What is known about Lie groups with (strictly) positive curvature?
The standard reference is:
Curvatures of left invariant metrics on lie groups by J Milnor - 1976
In particular, a theorem of Wallace (mentioned in Milnor's paper) confirms your conjecture.
(PS: The paper seems to be available to all).
The following result is, for example, exercise 3 on pg. 104 of Do Carmo's Riemannian Geometry book.
Suppose $X$ is a Killing field on a compact even dimensional Riemannian manifold of positive curvature. Then $X$ has a zero.
Using this result, it's very easy to prove the following generalization of Wallach's theorem.
Theorem: No compact Lie group $G$ of rank $2$ or higher admits a positively curved Riemannian metric which is invariant under left multiplication by any $T^2\subseteq G$.
Proof: Suppose there is such a group $G$. Because the $T^2$ action on $G$ by left multiplication is free, the action fields associated to it have no zeros. On the other hand, because the $T^2$ is isometric, the action fields are are Killing fields. By the above result, this implies the dimension of $G$ is odd.

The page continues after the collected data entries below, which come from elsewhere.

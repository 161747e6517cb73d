//! Markdown changelog formatter

use relnotes_core::OutputConfig;
use tracing::{debug, instrument};

use super::ChangelogFormatter;
use crate::types::{AudienceReport, ClassifiedIssue, ClassifiedReport};

/// Markdown changelog formatter
///
/// CLI changes are rendered as level-3 category headings. Library-only
/// changes follow under a single library heading, inside a collapsed
/// `<details>` block with level-4 category headings.
pub struct MarkdownFormatter {
    /// Heading level used for top-level sections
    pub heading_level: usize,
}

impl MarkdownFormatter {
    /// Create a new markdown formatter
    pub fn new() -> Self {
        Self { heading_level: 3 }
    }

    /// Render a single bullet entry
    pub fn format_entry(&self, entry: &ClassifiedIssue, config: &OutputConfig) -> String {
        let mut line = format!("* {}", entry.issue.title);

        if !entry.tags.is_empty() {
            line.push_str(&format!(" [{}]", entry.tags.join(", ")));
        }

        if config.include_authors {
            line.push_str(&format!(
                " (#{} by @{})",
                entry.issue.number, entry.issue.author
            ));
        } else {
            line.push_str(&format!(" (#{})", entry.issue.number));
        }

        line.push('\n');
        line
    }

    fn format_groups(
        &self,
        output: &mut String,
        report: &AudienceReport,
        level: usize,
        config: &OutputConfig,
    ) {
        let hashes = "#".repeat(level);
        for group in report.non_empty_groups() {
            output.push_str(&format!("{} {}\n\n", hashes, group.title));
            for entry in &group.issues {
                output.push_str(&self.format_entry(entry, config));
            }
            output.push('\n');
        }
    }
}

impl Default for MarkdownFormatter {
    fn default() -> Self {
        Self::new()
    }
}

impl ChangelogFormatter for MarkdownFormatter {
    #[instrument(skip(self, report, config), fields(cli = report.cli.categorized(), library = report.library.categorized()))]
    fn format(&self, report: &ClassifiedReport, config: &OutputConfig) -> String {
        let mut output = String::new();

        self.format_groups(&mut output, &report.cli, self.heading_level, config);

        if !report.library.is_empty() {
            output.push_str(&format!(
                "{} {}\n\n",
                "#".repeat(self.heading_level),
                config.library.heading
            ));
            output.push_str(&format!(
                "<details><summary>{}</summary><p>\n\n",
                config.library.summary
            ));
            self.format_groups(&mut output, &report.library, self.heading_level + 1, config);
            output.push_str("</p></details>");
        }

        // Blank lines are trimmed; a non-empty document ends with one newline.
        let trimmed = output.trim();
        let output = if trimmed.is_empty() {
            String::new()
        } else {
            format!("{}\n", trimmed)
        };

        debug!(output_len = output.len(), "markdown changelog formatted");
        output
    }
}

#[cfg(test)]
mod tests {
    use super::*;
    use crate::classifier::Classifier;
    use relnotes_core::Issue;

    fn render(issues: Vec<Issue>) -> String {
        let report = Classifier::default().classify(issues);
        MarkdownFormatter::new().format(&report, &OutputConfig::default())
    }

    #[test]
    fn test_single_feature() {
        let output = render(vec![
            Issue::new(10, "Add X", "a").with_label("type/enhancement")
        ]);

        assert!(output.contains("### Features\n\n* Add X (#10 by @a)\n"));
        assert!(!output.contains("Fixes"));
        assert!(!output.contains("Library"));
    }

    #[test]
    fn test_library_feature_goes_in_collapsed_block() {
        let output = render(vec![
            Issue::new(10, "Add X", "a").with_labels(["type/enhancement", "lib"])
        ]);

        assert!(output.starts_with("### Library\n\n<details><summary>"));
        assert!(output.contains("#### Features\n\n* Add X (#10 by @a)\n"));
        assert!(!output.lines().any(|l| l == "### Features"));
        assert!(output.ends_with("</p></details>\n"));
    }

    #[test]
    fn test_multi_categorized_issue_not_rendered() {
        let output = render(vec![
            Issue::new(11, "Both", "a").with_labels(["type/enhancement", "type/bug"])
        ]);

        assert!(output.is_empty());
    }

    #[test]
    fn test_breaking_annotation() {
        let output = render(vec![
            Issue::new(20, "Fix Y", "b").with_labels(["type/bug", "breaking-change"])
        ]);

        assert!(output.contains("* Fix Y [breaking] (#20 by @b)"));
    }

    #[test]
    fn test_both_annotations_in_one_bracket() {
        let output = render(vec![Issue::new(21, "Z", "c").with_labels([
            "type/enhancement",
            "breaking-change",
            "experimental",
        ])]);

        assert!(output.contains("* Z [experimental, breaking] (#21 by @c)"));
    }

    #[test]
    fn test_library_without_categorized_issues_renders_nothing() {
        let report = Classifier::default().classify(vec![
            Issue::new(1, "Bump deps", "a").with_labels(["lib", "type/chore"]),
            Issue::new(2, "Both", "b").with_labels(["lib", "type/bug", "type/enhancement"]),
            Issue::new(3, "Bare", "c").with_label("lib"),
        ]);

        assert_eq!(report.diagnostics.len(), 3);
        assert_eq!(report.library.total, 3);
        assert_eq!(MarkdownFormatter::new().format(&report, &OutputConfig::default()), "");
    }

    #[test]
    fn test_empty_input_renders_nothing() {
        assert_eq!(render(vec![]), "");
    }

    #[test]
    fn test_full_document() {
        let output = render(vec![
            Issue::new(3, "Fix crash", "x").with_label("type/bug"),
            Issue::new(1, "Add flag", "y").with_label("type/enhancement"),
            Issue::new(2, "Add API", "z").with_labels(["type/enhancement", "lib", "experimental"]),
            Issue::new(4, "Chore", "w").with_label("type/chore"),
        ]);

        let expected = "### Features\n\
                        \n\
                        * Add flag (#1 by @y)\n\
                        \n\
                        ### Fixes\n\
                        \n\
                        * Fix crash (#3 by @x)\n\
                        \n\
                        ### Library\n\
                        \n\
                        <details><summary>Changes that only affect library usage...</summary><p>\n\
                        \n\
                        #### Features\n\
                        \n\
                        * Add API [experimental] (#2 by @z)\n\
                        \n\
                        </p></details>\n";
        assert_eq!(output, expected);
    }

    #[test]
    fn test_order_matches_input_not_number() {
        let output = render(vec![
            Issue::new(9, "Nine", "a").with_label("type/bug"),
            Issue::new(2, "Two", "a").with_label("type/bug"),
            Issue::new(5, "Five", "a").with_label("type/bug"),
        ]);

        let nine = output.find("#9 ").unwrap();
        let two = output.find("#2 ").unwrap();
        let five = output.find("#5 ").unwrap();
        assert!(nine < two && two < five);
    }

    #[test]
    fn test_without_authors() {
        let report = Classifier::default()
            .classify(vec![Issue::new(10, "Add X", "a").with_label("type/enhancement")]);
        let config = OutputConfig {
            include_authors: false,
            ..OutputConfig::default()
        };

        let output = MarkdownFormatter::new().format(&report, &config);
        assert_eq!(output, "### Features\n\n* Add X (#10)\n");
    }

    #[test]
    fn test_format_is_idempotent() {
        let report = Classifier::default().classify(vec![
            Issue::new(1, "A", "a").with_labels(["type/bug", "lib"]),
            Issue::new(2, "B", "b").with_label("type/enhancement"),
        ]);
        let formatter = MarkdownFormatter::new();
        let config = OutputConfig::default();

        assert_eq!(formatter.format(&report, &config), formatter.format(&report, &config));
    }
}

Because the action of $S^1\times \{1\}\subseteq T^2$ on $G$ is isometric, the even dimensional manifold $G/(S^1\times \{1\})$ inherits a Riemannian metric for which the action by $\{1\}\times S^1$ is free and isometric. Further, by O'Neill's formulas for a Riemannian submersion, the induced metric on $G/(S^1\times \{1\})$ is positively curved. But then, just as above, the action field is non-zero and Killing, contradicting the quoted result above. $\square$
Incidentally, without some kind of symmetry assumption, we can say basically nothing about the existence of positively curved metrics on compact Lie groups with finite $\pi_1$. The issue that among closed simply connected manifolds, there is no known obstruction which distinguishes those that admits metrics of non-negative curvature from those which admit metrics of positive curvature.